Entries supplied:
**********

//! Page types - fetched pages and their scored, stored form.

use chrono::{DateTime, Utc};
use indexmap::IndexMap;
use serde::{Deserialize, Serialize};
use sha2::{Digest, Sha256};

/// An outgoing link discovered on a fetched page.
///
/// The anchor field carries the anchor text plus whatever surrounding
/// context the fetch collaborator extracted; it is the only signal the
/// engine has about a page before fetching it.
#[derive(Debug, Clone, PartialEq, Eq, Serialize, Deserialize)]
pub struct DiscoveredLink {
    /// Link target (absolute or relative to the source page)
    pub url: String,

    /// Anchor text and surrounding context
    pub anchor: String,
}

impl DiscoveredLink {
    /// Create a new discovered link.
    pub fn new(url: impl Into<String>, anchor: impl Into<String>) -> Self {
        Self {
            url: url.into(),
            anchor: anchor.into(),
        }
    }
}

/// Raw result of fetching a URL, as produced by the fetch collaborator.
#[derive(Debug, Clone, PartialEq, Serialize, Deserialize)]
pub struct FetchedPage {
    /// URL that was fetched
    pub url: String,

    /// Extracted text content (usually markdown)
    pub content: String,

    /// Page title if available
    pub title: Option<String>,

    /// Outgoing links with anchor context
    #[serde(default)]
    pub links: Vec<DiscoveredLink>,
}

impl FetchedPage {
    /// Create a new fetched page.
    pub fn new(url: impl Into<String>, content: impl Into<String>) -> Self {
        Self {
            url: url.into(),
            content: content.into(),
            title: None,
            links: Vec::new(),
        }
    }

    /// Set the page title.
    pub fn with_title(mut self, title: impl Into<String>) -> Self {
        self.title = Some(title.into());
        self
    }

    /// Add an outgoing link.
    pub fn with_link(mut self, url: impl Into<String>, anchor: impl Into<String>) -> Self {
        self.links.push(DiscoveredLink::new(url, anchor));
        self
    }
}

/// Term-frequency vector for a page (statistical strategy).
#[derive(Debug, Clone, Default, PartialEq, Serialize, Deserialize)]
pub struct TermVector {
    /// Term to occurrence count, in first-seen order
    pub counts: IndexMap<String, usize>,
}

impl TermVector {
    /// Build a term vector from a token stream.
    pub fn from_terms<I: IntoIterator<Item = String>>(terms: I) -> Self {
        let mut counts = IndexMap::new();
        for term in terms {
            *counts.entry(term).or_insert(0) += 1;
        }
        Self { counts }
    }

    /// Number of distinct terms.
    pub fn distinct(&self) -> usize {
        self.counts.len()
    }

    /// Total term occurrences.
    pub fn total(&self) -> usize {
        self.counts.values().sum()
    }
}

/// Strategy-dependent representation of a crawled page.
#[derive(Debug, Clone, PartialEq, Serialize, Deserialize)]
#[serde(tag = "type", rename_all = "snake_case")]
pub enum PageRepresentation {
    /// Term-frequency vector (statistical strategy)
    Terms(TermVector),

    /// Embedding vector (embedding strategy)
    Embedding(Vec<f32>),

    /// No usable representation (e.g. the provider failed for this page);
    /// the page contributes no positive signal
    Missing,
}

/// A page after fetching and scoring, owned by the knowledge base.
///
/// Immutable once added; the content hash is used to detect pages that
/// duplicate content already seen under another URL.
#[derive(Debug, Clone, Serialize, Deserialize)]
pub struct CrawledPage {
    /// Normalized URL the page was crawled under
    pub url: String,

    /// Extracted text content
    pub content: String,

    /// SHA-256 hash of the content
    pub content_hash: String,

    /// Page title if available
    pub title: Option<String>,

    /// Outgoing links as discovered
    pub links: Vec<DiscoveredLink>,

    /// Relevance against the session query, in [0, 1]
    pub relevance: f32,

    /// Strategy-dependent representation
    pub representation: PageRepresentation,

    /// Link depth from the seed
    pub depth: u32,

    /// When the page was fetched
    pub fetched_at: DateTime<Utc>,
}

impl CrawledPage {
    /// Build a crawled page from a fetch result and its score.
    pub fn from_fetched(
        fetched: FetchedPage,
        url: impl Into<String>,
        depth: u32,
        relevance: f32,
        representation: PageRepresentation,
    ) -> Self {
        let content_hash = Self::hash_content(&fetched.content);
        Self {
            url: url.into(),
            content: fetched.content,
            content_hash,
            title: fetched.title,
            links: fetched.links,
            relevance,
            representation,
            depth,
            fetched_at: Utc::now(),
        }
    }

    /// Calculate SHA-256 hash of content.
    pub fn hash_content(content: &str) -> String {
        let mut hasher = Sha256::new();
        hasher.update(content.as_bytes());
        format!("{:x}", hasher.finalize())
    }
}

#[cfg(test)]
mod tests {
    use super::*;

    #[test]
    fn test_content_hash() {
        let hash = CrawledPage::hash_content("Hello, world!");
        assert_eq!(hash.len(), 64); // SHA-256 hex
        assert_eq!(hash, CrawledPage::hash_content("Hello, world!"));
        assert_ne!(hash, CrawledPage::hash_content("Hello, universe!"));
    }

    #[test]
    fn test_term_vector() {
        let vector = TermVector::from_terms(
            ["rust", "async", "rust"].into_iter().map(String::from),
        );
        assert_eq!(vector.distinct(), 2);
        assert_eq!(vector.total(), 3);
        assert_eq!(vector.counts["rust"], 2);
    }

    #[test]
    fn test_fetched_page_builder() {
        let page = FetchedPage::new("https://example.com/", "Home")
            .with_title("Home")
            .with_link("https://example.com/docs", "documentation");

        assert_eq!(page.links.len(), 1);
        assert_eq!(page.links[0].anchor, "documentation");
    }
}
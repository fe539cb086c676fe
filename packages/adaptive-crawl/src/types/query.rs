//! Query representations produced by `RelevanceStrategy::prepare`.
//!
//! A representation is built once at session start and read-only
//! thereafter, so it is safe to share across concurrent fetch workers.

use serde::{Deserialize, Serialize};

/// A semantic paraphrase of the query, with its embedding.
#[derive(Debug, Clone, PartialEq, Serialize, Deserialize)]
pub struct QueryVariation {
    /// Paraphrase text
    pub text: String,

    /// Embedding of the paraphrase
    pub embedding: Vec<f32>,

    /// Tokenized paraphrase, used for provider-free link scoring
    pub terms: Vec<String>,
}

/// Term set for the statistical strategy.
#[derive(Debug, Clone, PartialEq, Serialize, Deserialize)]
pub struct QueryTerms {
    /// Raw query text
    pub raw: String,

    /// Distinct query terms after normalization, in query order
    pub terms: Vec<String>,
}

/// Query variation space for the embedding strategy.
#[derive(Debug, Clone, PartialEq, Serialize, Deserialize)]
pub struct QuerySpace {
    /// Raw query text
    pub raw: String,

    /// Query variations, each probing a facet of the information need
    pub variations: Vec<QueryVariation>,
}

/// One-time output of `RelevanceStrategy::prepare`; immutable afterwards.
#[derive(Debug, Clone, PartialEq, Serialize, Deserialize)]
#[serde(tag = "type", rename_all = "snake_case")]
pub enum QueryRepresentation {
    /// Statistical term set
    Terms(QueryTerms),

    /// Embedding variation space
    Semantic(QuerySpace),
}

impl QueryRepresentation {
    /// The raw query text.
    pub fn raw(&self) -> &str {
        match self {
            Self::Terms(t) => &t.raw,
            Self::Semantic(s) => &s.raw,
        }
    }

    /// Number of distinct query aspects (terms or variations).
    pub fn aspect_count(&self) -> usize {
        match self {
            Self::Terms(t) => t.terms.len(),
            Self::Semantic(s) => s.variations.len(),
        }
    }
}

**********

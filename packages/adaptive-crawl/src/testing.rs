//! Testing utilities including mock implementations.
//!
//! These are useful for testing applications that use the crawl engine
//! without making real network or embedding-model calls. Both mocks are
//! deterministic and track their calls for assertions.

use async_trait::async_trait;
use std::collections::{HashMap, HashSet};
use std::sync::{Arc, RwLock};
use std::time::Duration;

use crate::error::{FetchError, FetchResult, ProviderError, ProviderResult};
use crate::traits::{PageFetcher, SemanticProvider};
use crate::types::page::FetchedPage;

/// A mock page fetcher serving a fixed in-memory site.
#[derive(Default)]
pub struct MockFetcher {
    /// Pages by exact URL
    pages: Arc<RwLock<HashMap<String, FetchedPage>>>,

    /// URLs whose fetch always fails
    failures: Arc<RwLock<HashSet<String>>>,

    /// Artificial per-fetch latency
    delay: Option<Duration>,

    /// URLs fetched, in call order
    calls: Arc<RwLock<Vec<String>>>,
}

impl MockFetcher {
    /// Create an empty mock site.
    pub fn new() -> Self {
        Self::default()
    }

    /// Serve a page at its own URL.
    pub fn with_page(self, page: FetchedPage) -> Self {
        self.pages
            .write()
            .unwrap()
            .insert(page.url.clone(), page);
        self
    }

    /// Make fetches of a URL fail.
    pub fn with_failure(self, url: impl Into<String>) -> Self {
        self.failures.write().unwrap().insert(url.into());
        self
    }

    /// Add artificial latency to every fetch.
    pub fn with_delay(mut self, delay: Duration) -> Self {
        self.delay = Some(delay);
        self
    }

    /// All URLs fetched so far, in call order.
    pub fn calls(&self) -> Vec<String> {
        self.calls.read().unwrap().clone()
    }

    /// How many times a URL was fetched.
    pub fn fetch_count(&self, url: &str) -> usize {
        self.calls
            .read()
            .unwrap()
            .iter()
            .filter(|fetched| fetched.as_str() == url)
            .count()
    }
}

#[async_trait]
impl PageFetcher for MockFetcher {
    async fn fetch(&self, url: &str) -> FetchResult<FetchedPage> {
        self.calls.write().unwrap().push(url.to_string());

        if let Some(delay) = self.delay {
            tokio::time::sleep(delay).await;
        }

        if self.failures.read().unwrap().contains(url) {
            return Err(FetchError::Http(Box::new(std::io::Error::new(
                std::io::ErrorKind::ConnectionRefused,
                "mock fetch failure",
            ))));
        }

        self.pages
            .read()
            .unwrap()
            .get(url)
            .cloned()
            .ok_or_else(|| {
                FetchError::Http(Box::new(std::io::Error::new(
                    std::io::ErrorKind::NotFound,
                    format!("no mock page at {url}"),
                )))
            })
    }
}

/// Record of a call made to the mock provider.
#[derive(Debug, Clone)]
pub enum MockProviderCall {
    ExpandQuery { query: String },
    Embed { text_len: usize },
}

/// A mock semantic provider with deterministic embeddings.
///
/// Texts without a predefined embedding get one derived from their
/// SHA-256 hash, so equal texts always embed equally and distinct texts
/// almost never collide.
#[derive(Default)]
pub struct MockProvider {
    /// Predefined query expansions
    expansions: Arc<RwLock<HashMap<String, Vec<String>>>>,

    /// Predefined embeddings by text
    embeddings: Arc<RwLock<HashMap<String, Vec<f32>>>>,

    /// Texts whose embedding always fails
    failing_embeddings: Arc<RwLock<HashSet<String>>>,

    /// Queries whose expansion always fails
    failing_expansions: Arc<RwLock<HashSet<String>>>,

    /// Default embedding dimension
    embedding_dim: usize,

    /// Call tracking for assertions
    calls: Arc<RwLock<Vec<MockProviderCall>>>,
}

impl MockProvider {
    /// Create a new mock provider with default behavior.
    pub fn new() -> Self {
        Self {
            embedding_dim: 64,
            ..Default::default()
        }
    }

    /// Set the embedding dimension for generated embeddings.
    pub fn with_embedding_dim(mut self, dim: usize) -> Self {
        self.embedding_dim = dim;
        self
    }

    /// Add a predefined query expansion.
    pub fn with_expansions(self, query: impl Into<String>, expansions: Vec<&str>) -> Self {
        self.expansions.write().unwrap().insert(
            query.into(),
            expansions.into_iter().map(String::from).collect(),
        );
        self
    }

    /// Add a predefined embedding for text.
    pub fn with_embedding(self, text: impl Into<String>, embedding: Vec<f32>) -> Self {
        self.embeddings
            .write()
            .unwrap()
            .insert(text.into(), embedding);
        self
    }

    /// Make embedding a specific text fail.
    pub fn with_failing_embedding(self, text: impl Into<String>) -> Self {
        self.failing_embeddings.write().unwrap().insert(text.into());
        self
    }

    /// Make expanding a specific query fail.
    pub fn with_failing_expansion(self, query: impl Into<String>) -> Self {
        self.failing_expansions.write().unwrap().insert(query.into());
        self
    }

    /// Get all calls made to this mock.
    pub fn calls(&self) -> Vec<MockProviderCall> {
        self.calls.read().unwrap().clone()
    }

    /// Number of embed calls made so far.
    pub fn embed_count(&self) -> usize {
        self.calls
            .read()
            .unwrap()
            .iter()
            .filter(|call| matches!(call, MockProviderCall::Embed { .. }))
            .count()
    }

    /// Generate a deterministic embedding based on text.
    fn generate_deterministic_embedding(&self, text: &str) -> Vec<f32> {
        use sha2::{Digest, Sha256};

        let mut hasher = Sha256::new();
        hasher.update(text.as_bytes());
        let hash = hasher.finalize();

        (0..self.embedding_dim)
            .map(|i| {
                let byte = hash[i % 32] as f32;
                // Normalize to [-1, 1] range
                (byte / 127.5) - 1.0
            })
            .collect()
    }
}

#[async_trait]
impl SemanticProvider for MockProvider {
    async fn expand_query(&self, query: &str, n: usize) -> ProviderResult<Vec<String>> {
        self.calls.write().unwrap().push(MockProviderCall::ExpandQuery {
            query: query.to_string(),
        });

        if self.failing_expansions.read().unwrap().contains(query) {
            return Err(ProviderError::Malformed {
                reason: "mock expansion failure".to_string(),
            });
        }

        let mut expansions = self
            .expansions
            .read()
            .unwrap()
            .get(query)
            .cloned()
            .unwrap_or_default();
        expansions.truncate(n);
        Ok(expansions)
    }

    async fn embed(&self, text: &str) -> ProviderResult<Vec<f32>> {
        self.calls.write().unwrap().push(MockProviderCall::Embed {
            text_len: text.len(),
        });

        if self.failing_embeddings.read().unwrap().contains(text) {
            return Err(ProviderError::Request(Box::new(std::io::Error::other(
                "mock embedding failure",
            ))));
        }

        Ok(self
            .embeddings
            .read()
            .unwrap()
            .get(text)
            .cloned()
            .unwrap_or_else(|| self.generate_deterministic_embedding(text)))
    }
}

**********

What you have to do: Select the lines in this material that hold the word "FetchResult", leaving none out.

Task output:
use crate::error::{FetchError, FetchResult, ProviderError, ProviderResult};
    async fn fetch(&self, url: &str) -> FetchResult<FetchedPage> {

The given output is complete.